>>

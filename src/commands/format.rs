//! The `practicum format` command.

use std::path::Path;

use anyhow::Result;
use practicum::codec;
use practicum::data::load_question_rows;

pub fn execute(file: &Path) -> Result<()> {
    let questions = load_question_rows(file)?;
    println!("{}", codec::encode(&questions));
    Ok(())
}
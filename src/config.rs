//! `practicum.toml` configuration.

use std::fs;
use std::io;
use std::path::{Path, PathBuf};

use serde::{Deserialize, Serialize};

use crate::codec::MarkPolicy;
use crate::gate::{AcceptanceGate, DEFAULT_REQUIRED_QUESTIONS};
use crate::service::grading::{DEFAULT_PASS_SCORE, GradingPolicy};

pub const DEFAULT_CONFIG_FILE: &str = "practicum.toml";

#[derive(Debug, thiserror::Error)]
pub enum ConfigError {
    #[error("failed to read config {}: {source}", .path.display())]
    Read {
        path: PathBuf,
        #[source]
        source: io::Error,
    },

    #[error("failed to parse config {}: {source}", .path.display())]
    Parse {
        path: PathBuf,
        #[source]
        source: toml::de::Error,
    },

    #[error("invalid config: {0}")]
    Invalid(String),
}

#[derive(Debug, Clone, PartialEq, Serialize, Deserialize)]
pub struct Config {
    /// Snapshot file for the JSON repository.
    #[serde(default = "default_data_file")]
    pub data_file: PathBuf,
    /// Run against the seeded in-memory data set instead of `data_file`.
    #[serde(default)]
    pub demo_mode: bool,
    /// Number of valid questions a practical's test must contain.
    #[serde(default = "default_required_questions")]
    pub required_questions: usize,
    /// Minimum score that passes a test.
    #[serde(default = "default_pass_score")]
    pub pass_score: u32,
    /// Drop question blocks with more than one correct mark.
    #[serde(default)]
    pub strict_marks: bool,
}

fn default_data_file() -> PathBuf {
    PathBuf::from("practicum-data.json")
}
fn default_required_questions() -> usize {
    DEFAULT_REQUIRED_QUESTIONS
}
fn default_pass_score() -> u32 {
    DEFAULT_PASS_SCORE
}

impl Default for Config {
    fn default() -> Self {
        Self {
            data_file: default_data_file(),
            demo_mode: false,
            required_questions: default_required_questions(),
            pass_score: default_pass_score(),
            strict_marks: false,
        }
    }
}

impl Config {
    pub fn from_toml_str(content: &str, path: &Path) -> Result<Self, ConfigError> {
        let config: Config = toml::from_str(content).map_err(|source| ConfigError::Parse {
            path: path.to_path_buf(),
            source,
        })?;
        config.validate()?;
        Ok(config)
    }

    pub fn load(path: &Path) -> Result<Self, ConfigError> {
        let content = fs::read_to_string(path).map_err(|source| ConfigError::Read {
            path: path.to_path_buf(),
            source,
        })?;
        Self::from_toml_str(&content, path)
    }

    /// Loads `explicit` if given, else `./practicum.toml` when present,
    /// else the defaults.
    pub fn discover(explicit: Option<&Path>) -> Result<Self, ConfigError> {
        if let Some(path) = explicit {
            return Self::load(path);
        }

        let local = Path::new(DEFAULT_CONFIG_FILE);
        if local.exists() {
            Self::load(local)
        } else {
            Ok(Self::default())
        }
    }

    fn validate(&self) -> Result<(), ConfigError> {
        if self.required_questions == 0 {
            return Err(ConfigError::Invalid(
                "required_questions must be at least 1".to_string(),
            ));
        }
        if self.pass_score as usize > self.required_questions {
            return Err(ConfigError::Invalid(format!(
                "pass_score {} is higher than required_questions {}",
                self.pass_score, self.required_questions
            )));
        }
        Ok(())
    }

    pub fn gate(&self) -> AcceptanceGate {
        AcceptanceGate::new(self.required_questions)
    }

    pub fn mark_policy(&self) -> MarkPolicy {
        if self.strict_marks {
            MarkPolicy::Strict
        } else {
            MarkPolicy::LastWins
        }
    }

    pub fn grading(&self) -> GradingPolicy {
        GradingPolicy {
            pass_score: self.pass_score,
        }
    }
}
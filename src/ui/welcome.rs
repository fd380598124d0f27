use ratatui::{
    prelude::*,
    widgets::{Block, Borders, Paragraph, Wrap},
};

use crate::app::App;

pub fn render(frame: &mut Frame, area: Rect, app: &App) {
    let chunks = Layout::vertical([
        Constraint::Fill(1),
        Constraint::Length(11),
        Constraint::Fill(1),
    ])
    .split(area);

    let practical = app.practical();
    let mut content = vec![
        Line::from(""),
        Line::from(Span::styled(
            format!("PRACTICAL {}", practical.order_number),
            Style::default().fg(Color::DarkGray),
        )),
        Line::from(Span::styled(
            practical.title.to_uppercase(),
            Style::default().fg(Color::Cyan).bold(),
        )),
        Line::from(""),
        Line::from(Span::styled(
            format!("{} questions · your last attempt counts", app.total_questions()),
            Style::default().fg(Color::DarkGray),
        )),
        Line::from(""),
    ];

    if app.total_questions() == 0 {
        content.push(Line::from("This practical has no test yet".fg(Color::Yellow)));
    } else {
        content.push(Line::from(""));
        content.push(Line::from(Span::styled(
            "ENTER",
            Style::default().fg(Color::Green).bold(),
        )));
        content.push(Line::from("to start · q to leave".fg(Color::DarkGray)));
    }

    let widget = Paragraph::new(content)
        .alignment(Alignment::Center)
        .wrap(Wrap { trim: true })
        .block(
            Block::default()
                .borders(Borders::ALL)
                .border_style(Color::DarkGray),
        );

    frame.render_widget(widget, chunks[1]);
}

<<

## WORK ITEM
Write out every entry above, word for word.

## SOLVED PROBLEM
filename src/commands/format.rs
//! The `practicum format` command.

use std::path::Path;

use anyhow::Result;
use practicum::codec;
use practicum::data::load_question_rows;

pub fn execute(file: &Path) -> Result<()> {
    let questions = load_question_rows(file)?;
    println!("{}", codec::encode(&questions));
    Ok(())
}
filename src/config.rs
//! `practicum.toml` configuration.

use std::fs;
use std::io;
use std::path::{Path, PathBuf};

use serde::{Deserialize, Serialize};

use crate::codec::MarkPolicy;
use crate::gate::{AcceptanceGate, DEFAULT_REQUIRED_QUESTIONS};
use crate::service::grading::{DEFAULT_PASS_SCORE, GradingPolicy};

pub const DEFAULT_CONFIG_FILE: &str = "practicum.toml";

#[derive(Debug, thiserror::Error)]
pub enum ConfigError {
    #[error("failed to read config {}: {source}", .path.display())]
    Read {
        path: PathBuf,
        #[source]
        source: io::Error,
    },

    #[error("failed to parse config {}: {source}", .path.display())]
    Parse {
        path: PathBuf,
        #[source]
        source: toml::de::Error,
    },

    #[error("invalid config: {0}")]
    Invalid(String),
}

#[derive(Debug, Clone, PartialEq, Serialize, Deserialize)]
pub struct Config {
    /// Snapshot file for the JSON repository.
    #[serde(default = "default_data_file")]
    pub data_file: PathBuf,
    /// Run against the seeded in-memory data set instead of `data_file`.
    #[serde(default)]
    pub demo_mode: bool,
    /// Number of valid questions a practical's test must contain.
    #[serde(default = "default_required_questions")]
    pub required_questions: usize,
    /// Minimum score that passes a test.
    #[serde(default = "default_pass_score")]
    pub pass_score: u32,
    /// Drop question blocks with more than one correct mark.
    #[serde(default)]
    pub strict_marks: bool,
}

fn default_data_file() -> PathBuf {
    PathBuf::from("practicum-data.json")
}
fn default_required_questions() -> usize {
    DEFAULT_REQUIRED_QUESTIONS
}
fn default_pass_score() -> u32 {
    DEFAULT_PASS_SCORE
}

impl Default for Config {
    fn default() -> Self {
        Self {
            data_file: default_data_file(),
            demo_mode: false,
            required_questions: default_required_questions(),
            pass_score: default_pass_score(),
            strict_marks: false,
        }
    }
}

impl Config {
    pub fn from_toml_str(content: &str, path: &Path) -> Result<Self, ConfigError> {
        let config: Config = toml::from_str(content).map_err(|source| ConfigError::Parse {
            path: path.to_path_buf(),
            source,
        })?;
        config.validate()?;
        Ok(config)
    }

    pub fn load(path: &Path) -> Result<Self, ConfigError> {
        let content = fs::read_to_string(path).map_err(|source| ConfigError::Read {
            path: path.to_path_buf(),
            source,
        })?;
        Self::from_toml_str(&content, path)
    }

    /// Loads `explicit` if given, else `./practicum.toml` when present,
    /// else the defaults.
    pub fn discover(explicit: Option<&Path>) -> Result<Self, ConfigError> {
        if let Some(path) = explicit {
            return Self::load(path);
        }

        let local = Path::new(DEFAULT_CONFIG_FILE);
        if local.exists() {
            Self::load(local)
        } else {
            Ok(Self::default())
        }
    }

    fn validate(&self) -> Result<(), ConfigError> {
        if self.required_questions == 0 {
            return Err(ConfigError::Invalid(
                "required_questions must be at least 1".to_string(),
            ));
        }
        if self.pass_score as usize > self.required_questions {
            return Err(ConfigError::Invalid(format!(
                "pass_score {} is higher than required_questions {}",
                self.pass_score, self.required_questions
            )));
        }
        Ok(())
    }

    pub fn gate(&self) -> AcceptanceGate {
        AcceptanceGate::new(self.required_questions)
    }

    pub fn mark_policy(&self) -> MarkPolicy {
        if self.strict_marks {
            MarkPolicy::Strict
        } else {
            MarkPolicy::LastWins
        }
    }

    pub fn grading(&self) -> GradingPolicy {
        GradingPolicy {
            pass_score: self.pass_score,
        }
    }
}
filename src/ui/welcome.rs
repository fd380598124d0f27
use ratatui::{
    prelude::*,
    widgets::{Block, Borders, Paragraph, Wrap},
};

use crate::app::App;

pub fn render(frame: &mut Frame, area: Rect, app: &App) {
    let chunks = Layout::vertical([
        Constraint::Fill(1),
        Constraint::Length(11),
        Constraint::Fill(1),
    ])
    .split(area);

    let practical = app.practical();
    let mut content = vec![
        Line::from(""),
        Line::from(Span::styled(
            format!("PRACTICAL {}", practical.order_number),
            Style::default().fg(Color::DarkGray),
        )),
        Line::from(Span::styled(
            practical.title.to_uppercase(),
            Style::default().fg(Color::Cyan).bold(),
        )),
        Line::from(""),
        Line::from(Span::styled(
            format!("{} questions · your last attempt counts", app.total_questions()),
            Style::default().fg(Color::DarkGray),
        )),
        Line::from(""),
    ];

    if app.total_questions() == 0 {
        content.push(Line::from("This practical has no test yet".fg(Color::Yellow)));
    } else {
        content.push(Line::from(""));
        content.push(Line::from(Span::styled(
            "ENTER",
            Style::default().fg(Color::Green).bold(),
        )));
        content.push(Line::from("to start · q to leave".fg(Color::DarkGray)));
    }

    let widget = Paragraph::new(content)
        .alignment(Alignment::Center)
        .wrap(Wrap { trim: true })
        .block(
            Block::default()
                .borders(Borders::ALL)
                .border_style(Color::DarkGray),
        );

    frame.render_widget(widget, chunks[1]);
}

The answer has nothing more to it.